Please return exactly the lines from the one containing "assert_eq!(AreaKind::from_scope(kind.scope()), Some(kind));" through the end of the records, including both.

■ Input records:
_ _ _ _ _ _ _
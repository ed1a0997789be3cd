//! Storage areas on the server filesystem.
//!
//! The bot manages exactly two areas under one base directory: pictures and
//! documents. Each area is a sandbox; nothing the user types can reach outside
//! of it.

pub mod matcher;
pub mod ops;

use anyhow::{anyhow, Result};
use log::info;
use std::collections::HashSet;
use std::fs;
use std::path::{Path, PathBuf};

use crate::config::StorageConfig;
use crate::error::FileOpResult;
use crate::validation::{relative_display, safe_join};

pub use matcher::{find_matches, Entry, MatchOptions};

pub const FOLDER_EMOJI: &str = "📂";

/// Which managed area a command or callback refers to.
#[derive(Debug, Clone, Copy, PartialEq, Eq, Hash)]
pub enum AreaKind {
    Photos,
    Documents,
}

impl AreaKind {
    pub const ALL: [AreaKind; 2] = [AreaKind::Photos, AreaKind::Documents];

    /// Identifier used in button payloads.
    pub fn scope(self) -> &'static str {
        match self {
            AreaKind::Photos => "photos",
            AreaKind::Documents => "docs",
        }
    }

    pub fn from_scope(scope: &str) -> Option<Self> {
        match scope {
            "photos" => Some(AreaKind::Photos),
            "docs" => Some(AreaKind::Documents),
            _ => None,
        }
    }

    pub fn emoji(self) -> &'static str {
        match self {
            AreaKind::Photos => "🖼️",
            AreaKind::Documents => "📄",
        }
    }
}

/// One managed subtree with its own extension policy.
#[derive(Debug, Clone)]
pub struct StorageArea {
    pub kind: AreaKind,
    /// Absolute and canonical.
    pub base_dir: PathBuf,
    /// Lower-cased, dot-prefixed. `None` accepts every file.
    pub allowed_extensions: Option<HashSet<String>>,
    pub emoji: &'static str,
    /// Deliver matching images as photos up to this size; documents otherwise.
    pub photo_limit: Option<u64>,
}

impl StorageArea {
    /// Sandbox a path relative to this area's base directory.
    pub fn resolve(&self, relative: &str) -> FileOpResult<PathBuf> {
        safe_join(&self.base_dir, relative)
    }

    pub fn relative(&self, path: &Path) -> String {
        relative_display(&self.base_dir, path)
    }

    /// Directory name of the area root, e.g. `Pictures`.
    pub fn root_name(&self) -> String {
        self.base_dir.file_name().map(|n| n.to_string_lossy().into_owned()).unwrap_or_default()
    }

    /// Does the extension policy accept this file name?
    pub fn accepts_name(&self, name: &str) -> bool {
        match &self.allowed_extensions {
            None => true,
            Some(allowed) => Path::new(name)
                .extension()
                .map(|ext| allowed.contains(&format!(".{}", ext.to_string_lossy().to_lowercase())))
                .unwrap_or(false),
        }
    }

    /// Regular file accepted by the extension policy.
    pub fn is_valid_file(&self, path: &Path) -> bool {
        path.is_file()
            && path.file_name().map(|n| self.accepts_name(&n.to_string_lossy())).unwrap_or(false)
    }

    /// Immediate children of `dir`: directories first, then accepted files,
    /// each group ordered case-insensitively.
    pub fn entries(&self, dir: &Path) -> FileOpResult<Vec<Entry>> {
        let mut dirs = Vec::new();
        let mut files = Vec::new();
        for child in sorted_children(dir)? {
            let name = child.file_name().map(|n| n.to_string_lossy().into_owned()).unwrap_or_default();
            if child.is_dir() {
                dirs.push(Entry { name, path: child, is_dir: true, emoji: FOLDER_EMOJI });
            } else if self.is_valid_file(&child) {
                files.push(Entry { name, path: child, is_dir: false, emoji: self.emoji });
            }
        }
        dirs.extend(files);
        Ok(dirs)
    }

    /// Recursive substring search honouring this area's extension policy.
    pub fn find(&self, needle: &str, include_dirs: bool) -> Vec<PathBuf> {
        find_matches(&self.base_dir, needle, &MatchOptions {
            allowed_extensions: self.allowed_extensions.as_ref(),
            include_dirs,
        })
    }

    /// Recursive search for directories only (extension policy does not apply).
    pub fn find_dirs(&self, needle: &str) -> Vec<PathBuf> {
        find_matches(&self.base_dir, needle, &MatchOptions { allowed_extensions: None, include_dirs: true })
            .into_iter()
            .filter(|p| p.is_dir())
            .collect()
    }

    /// Display line for a path inside this area: emoji plus relative path.
    pub fn display_line(&self, path: &Path) -> String {
        let emoji = if path.is_dir() { FOLDER_EMOJI } else { self.emoji };
        format!("{} {}", emoji, self.relative(path))
    }
}

/// Children of a directory ordered by lower-cased name.
pub(crate) fn sorted_children(dir: &Path) -> FileOpResult<Vec<PathBuf>> {
    let mut children = fs::read_dir(dir)?
        .filter_map(|entry| entry.ok().map(|e| e.path()))
        .collect::<Vec<_>>();
    children.sort_by_key(|p| p.file_name().map(|n| n.to_string_lossy().to_lowercase()).unwrap_or_default());
    Ok(children)
}

/// Both managed areas plus the shared limits.
#[derive(Debug, Clone)]
pub struct Storage {
    root: PathBuf,
    pictures: StorageArea,
    documents: StorageArea,
    max_download_bytes: u64,
}

impl Storage {
    /// Create the area directories if needed and canonicalize them.
    pub fn new(config: &StorageConfig) -> Result<Self> {
        let root = PathBuf::from(&config.base_dir);
        fs::create_dir_all(&root)
            .map_err(|e| anyhow!("Failed to create base directory {}: {}", root.display(), e))?;
        let root = root.canonicalize()?;

        let make_area = |kind: AreaKind, dir_name: &str| -> Result<StorageArea> {
            let dir = root.join(dir_name);
            fs::create_dir_all(&dir)
                .map_err(|e| anyhow!("Failed to create area directory {}: {}", dir.display(), e))?;
            let base_dir = dir.canonicalize()?;
            info!("{} area at {}", kind.scope(), base_dir.display());
            let (allowed_extensions, photo_limit) = match kind {
                AreaKind::Photos => (
                    Some(config.image_extensions.iter().map(|e| normalize_extension(e)).collect()),
                    Some(config.max_photo_bytes),
                ),
                AreaKind::Documents => (None, None),
            };
            Ok(StorageArea {
                kind,
                base_dir,
                allowed_extensions,
                emoji: kind.emoji(),
                photo_limit,
            })
        };

        let pictures = make_area(AreaKind::Photos, &config.pictures_dir_name)?;
        let documents = make_area(AreaKind::Documents, &config.documents_dir_name)?;

        Ok(Storage { root, pictures, documents, max_download_bytes: config.max_download_bytes })
    }

    pub fn root(&self) -> &Path { &self.root }

    pub fn area(&self, kind: AreaKind) -> &StorageArea {
        match kind {
            AreaKind::Photos => &self.pictures,
            AreaKind::Documents => &self.documents,
        }
    }

    pub fn max_download_bytes(&self) -> u64 { self.max_download_bytes }
}

pub fn normalize_extension(ext: &str) -> String {
    let lower = ext.trim().to_lowercase();
    if lower.starts_with('.') { lower } else { format!(".{lower}") }
}

#[cfg(test)]
mod tests {
    use super::*;
    use crate::config::Config;

    #[test]
    fn areas_are_created_on_startup() {
        let tmp = tempfile::tempdir().unwrap();
        let mut cfg = Config::default().storage;
        cfg.base_dir = tmp.path().join("root").to_string_lossy().into_owned();
        let storage = Storage::new(&cfg).unwrap();
        assert!(storage.area(AreaKind::Photos).base_dir.ends_with("Pictures"));
        assert!(storage.area(AreaKind::Documents).base_dir.is_dir());
        assert!(storage.area(AreaKind::Photos).accepts_name("A.JPG"));
        assert!(!storage.area(AreaKind::Photos).accepts_name("notes.txt"));
        assert!(storage.area(AreaKind::Documents).accepts_name("notes"));
    }

    #[test]
    fn entries_list_dirs_then_filtered_files() {
        let tmp = tempfile::tempdir().unwrap();
        let mut cfg = Config::default().storage;
        cfg.base_dir = tmp.path().to_string_lossy().into_owned();
        let storage = Storage::new(&cfg).unwrap();
        let area = storage.area(AreaKind::Photos);
        fs::write(area.base_dir.join("b.png"), b"x").unwrap();
        fs::write(area.base_dir.join("A.jpg"), b"x").unwrap();
        fs::write(area.base_dir.join("readme.txt"), b"x").unwrap();
        fs::create_dir(area.base_dir.join("zoo")).unwrap();
        fs::create_dir(area.base_dir.join("Alps")).unwrap();
        let names: Vec<_> = area.entries(&area.base_dir).unwrap().into_iter().map(|e| e.name).collect();
        assert_eq!(names, vec!["Alps", "zoo", "A.jpg", "b.png"]);
    }

    #[test]
    fn scope_round_trip() {
        for kind in AreaKind::ALL {
            assert_eq!(AreaKind::from_scope(kind.scope()), Some(kind));
        }
        assert_eq!(AreaKind::from_scope("music"), None);
    }
}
_ _ _ _ _ _ _
■ Expected output:
            assert_eq!(AreaKind::from_scope(kind.scope()), Some(kind));
        }
        assert_eq!(AreaKind::from_scope("music"), None);
    }
}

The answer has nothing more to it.